Mobile Website design & development guidelines
Like it or hate it, the Apple iPhone has ushered in the age of the “Smartphone” which in turn has delivered mobile web-browsing to the masses. The mobile browser, whilst now broadly quite capable (at least on leading platforms), has introduced a slightly different set of requirements in terms of design and development of Websites.
Many, many designers, developers and others have written articles on how to design and/or develop for the mobile browser. I am aiming to summarise what I have learnt from several sources alongside my experience an opinion in a (hopefully) relatively quick and simple way. So here goes, I’d recommend that you:
Minimise as far as practicable the use of images
Images can be bad news on the mobile browser for 3 major reasons:
- Images generally quite large in terms of file size which slows down the page load – remember that mobile browser users are often on relatively slow connections
- Each separate image requires a new HTTP connection from the mobile device to the web-server which has a latency, further slowing the page load
- Mobile browsers are likely to have far lower (and a much wider range of) screen resolution than desktop browsers so sizing images so that they are suitable for all mobile devices can be very difficult
If you insist on using images for your website design, use a CSS sprite to reduce download time
This situation should resolve itself in the next 2 to 3 years as mobile browsers catch up with the current decent offerings from Apple, Google Android and the newer Blackberry devices. Thankfully (for web-developers) the lifetime of mobile devices is relatively low compared to desktop browsers (IE6, please lay down and die!)

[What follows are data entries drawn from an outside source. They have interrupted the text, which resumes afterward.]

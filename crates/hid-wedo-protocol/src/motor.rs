//! Motor output byte encoding.
//!
//! The hub drives a motor from the 5 V USB rail with no speed regulation. A
//! port accepts a signed 7-bit drive level, but a motor only starts turning at
//! a level of roughly 28, so a duty cycle of 1..=100 is rescaled onto
//! 28..=127 and 0 always means stop.
//!
//! The high bit of the output byte carries two meanings that must not be
//! conflated: while running it is the direction (two's-complement sign), and at
//! zero drive it is the brake bit (`0x80`).

use serde::{Deserialize, Serialize};

/// Drive level added to the duty cycle magnitude while running.
pub const DRIVE_OFFSET: i16 = 27;

/// Output byte for a braking port.
pub const OUTPUT_BRAKE: u8 = 0x80;

/// Output byte for a stopped or coasting port.
pub const OUTPUT_STOP: u8 = 0x00;

/// Largest accepted duty cycle magnitude.
pub const MAX_DUTY_CYCLE: i8 = 100;

/// Motor command.
#[derive(Debug, Clone, Copy, PartialEq, Eq, Hash, Default, Serialize, Deserialize)]
#[serde(rename_all = "lowercase")]
pub enum MotorCommand {
    Run,
    #[default]
    Coast,
    Brake,
}

impl MotorCommand {
    /// Commands the hub supports, in index order.
    pub const SUPPORTED: [MotorCommand; 3] =
        [MotorCommand::Run, MotorCommand::Coast, MotorCommand::Brake];

    pub fn name(self) -> &'static str {
        match self {
            MotorCommand::Run => "run",
            MotorCommand::Coast => "coast",
            MotorCommand::Brake => "brake",
        }
    }

    /// Parse a command from its lowercase name.
    pub fn from_name(name: &str) -> Option<Self> {
        Self::SUPPORTED.into_iter().find(|c| c.name() == name)
    }

    /// Parse a command from its index in [`MotorCommand::SUPPORTED`].
    pub fn from_index(index: u32) -> Option<Self> {
        usize::try_from(index)
            .ok()
            .and_then(|i| Self::SUPPORTED.get(i).copied())
    }
}

/// Motor polarity.
#[derive(Debug, Clone, Copy, PartialEq, Eq, Hash, Default, Serialize, Deserialize)]
#[serde(rename_all = "lowercase")]
pub enum MotorPolarity {
    #[default]
    Normal,
    Inverted,
}

impl MotorPolarity {
    pub const ALL: [MotorPolarity; 2] = [MotorPolarity::Normal, MotorPolarity::Inverted];

    pub fn name(self) -> &'static str {
        match self {
            MotorPolarity::Normal => "normal",
            MotorPolarity::Inverted => "inverted",
        }
    }

    /// Parse a polarity from its lowercase name.
    pub fn from_name(name: &str) -> Option<Self> {
        Self::ALL.into_iter().find(|p| p.name() == name)
    }

    /// Parse a polarity from its index in [`MotorPolarity::ALL`].
    pub fn from_index(index: u32) -> Option<Self> {
        usize::try_from(index)
            .ok()
            .and_then(|i| Self::ALL.get(i).copied())
    }
}

/// Returns `true` if `duty_cycle` lies in −100..=100.
pub fn is_valid_duty_cycle(duty_cycle: i32) -> bool {
    (-i32::from(MAX_DUTY_CYCLE)..=i32::from(MAX_DUTY_CYCLE)).contains(&duty_cycle)
}

/// Encode a port's motor state as its output byte.
///
/// `duty_cycle` is expected in −100..=100; values outside are clamped first.
pub fn encode_motor_output(command: MotorCommand, polarity: MotorPolarity, duty_cycle: i8) -> u8 {
    match command {
        MotorCommand::Coast => OUTPUT_STOP,
        MotorCommand::Brake => OUTPUT_BRAKE,
        MotorCommand::Run => {
            let duty = i16::from(duty_cycle.clamp(-MAX_DUTY_CYCLE, MAX_DUTY_CYCLE));
            let level = match duty.signum() {
                0 => 0,
                1 => duty + DRIVE_OFFSET,
                _ => duty - DRIVE_OFFSET,
            };
            let level = match polarity {
                MotorPolarity::Normal => level,
                MotorPolarity::Inverted => -level,
            };
            // level is within −127..=127 here
            i8::try_from(level).map_or(OUTPUT_STOP, |v| v.to_le_bytes()[0])
        }
    }
}

#[cfg(test)]
mod tests {
    use super::*;

    fn signed(command: MotorCommand, polarity: MotorPolarity, duty: i8) -> i8 {
        i8::from_le_bytes([encode_motor_output(command, polarity, duty)])
    }

    #[test]
    fn run_normal_scales_into_drive_range() {
        assert_eq!(signed(MotorCommand::Run, MotorPolarity::Normal, 1), 28);
        assert_eq!(signed(MotorCommand::Run, MotorPolarity::Normal, 100), 127);
        assert_eq!(signed(MotorCommand::Run, MotorPolarity::Normal, -1), -28);
        assert_eq!(signed(MotorCommand::Run, MotorPolarity::Normal, -100), -127);
    }

    #[test]
    fn run_inverted_mirrors() {
        assert_eq!(signed(MotorCommand::Run, MotorPolarity::Inverted, 1), -28);
        assert_eq!(signed(MotorCommand::Run, MotorPolarity::Inverted, -1), 28);
        assert_eq!(signed(MotorCommand::Run, MotorPolarity::Inverted, 100), -127);
    }

    #[test]
    fn run_zero_is_stop() {
        for polarity in MotorPolarity::ALL {
            assert_eq!(encode_motor_output(MotorCommand::Run, polarity, 0), OUTPUT_STOP);
        }
    }

    #[test]
    fn coast_and_brake_ignore_duty_and_polarity() {
        for polarity in MotorPolarity::ALL {
            for duty in [-100, -1, 0, 1, 100] {
                assert_eq!(encode_motor_output(MotorCommand::Coast, polarity, duty), 0x00);
                assert_eq!(encode_motor_output(MotorCommand::Brake, polarity, duty), 0x80);
            }
        }
    }

    #[test]
    fn out_of_range_duty_is_clamped() {
        assert_eq!(
            encode_motor_output(MotorCommand::Run, MotorPolarity::Normal, 127),
            encode_motor_output(MotorCommand::Run, MotorPolarity::Normal, 100)
        );
    }

    #[test]
    fn duty_cycle_validation() {
        assert!(is_valid_duty_cycle(100));
        assert!(is_valid_duty_cycle(-100));
        assert!(!is_valid_duty_cycle(101));
        assert!(!is_valid_duty_cycle(-101));
    }

    #[test]
    fn parse_names_and_indices() {
        assert_eq!(MotorCommand::from_name("brake"), Some(MotorCommand::Brake));
        assert_eq!(MotorCommand::from_name("reverse"), None);
        assert_eq!(MotorCommand::from_index(0), Some(MotorCommand::Run));
        assert_eq!(MotorCommand::from_index(3), None);
        assert_eq!(MotorPolarity::from_name("inverted"), Some(MotorPolarity::Inverted));
        assert_eq!(MotorPolarity::from_index(2), None);
    }
}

When designing your navigation menu, bear in mind that touch screen devices do not (in practice) have an “over” state
This has serious repercussions for “flyout”/”drop-down” menus as you must allow for the fact that touch screen devices do not have a cursor and thus cannot be “over” an element.
Personally, I recommend that you simply replicate the “over” functionality (which often shows a sub-menu) when the element is “clicked”. I aim to write an example of this in the near future as I already have a commercially produced, working example.
This results in both reduced data transmission and reduced number of HTTP connections which both reduce download times. Minification is simple and quick to do so there is no excuse!
Layout should be appropriate to low resolution screens.
See my article on Website speed optimisation for more information
Most mobile devices have relatively low screen resolution which means that fixed-width pages designed for desktop will often require both horizontal and vertical scrolling, not good!
I would recommend that for your mobile website, you arrange your content in a single-column form. This will mean that your visitors only have to scroll in one direction, vertical, which is both natural and expected.
You should also think about the physical size of any images used in your content to ensure that they do not cause horizontal scrolling
Exploit mobile features!
Many modern mobile devices (such as the Apple iPhone and many Android devices) support a useful feature which desktop browsers do not (at least in a usable fashion, desktop browser currently claims I am in New York, USA when in fact I am in Oxfordshire in the UK) – Geolocation. navigator.geolocation can be useful in personalising your content to the visitor or offering convenience (e.g. directions to your physical address) so use it!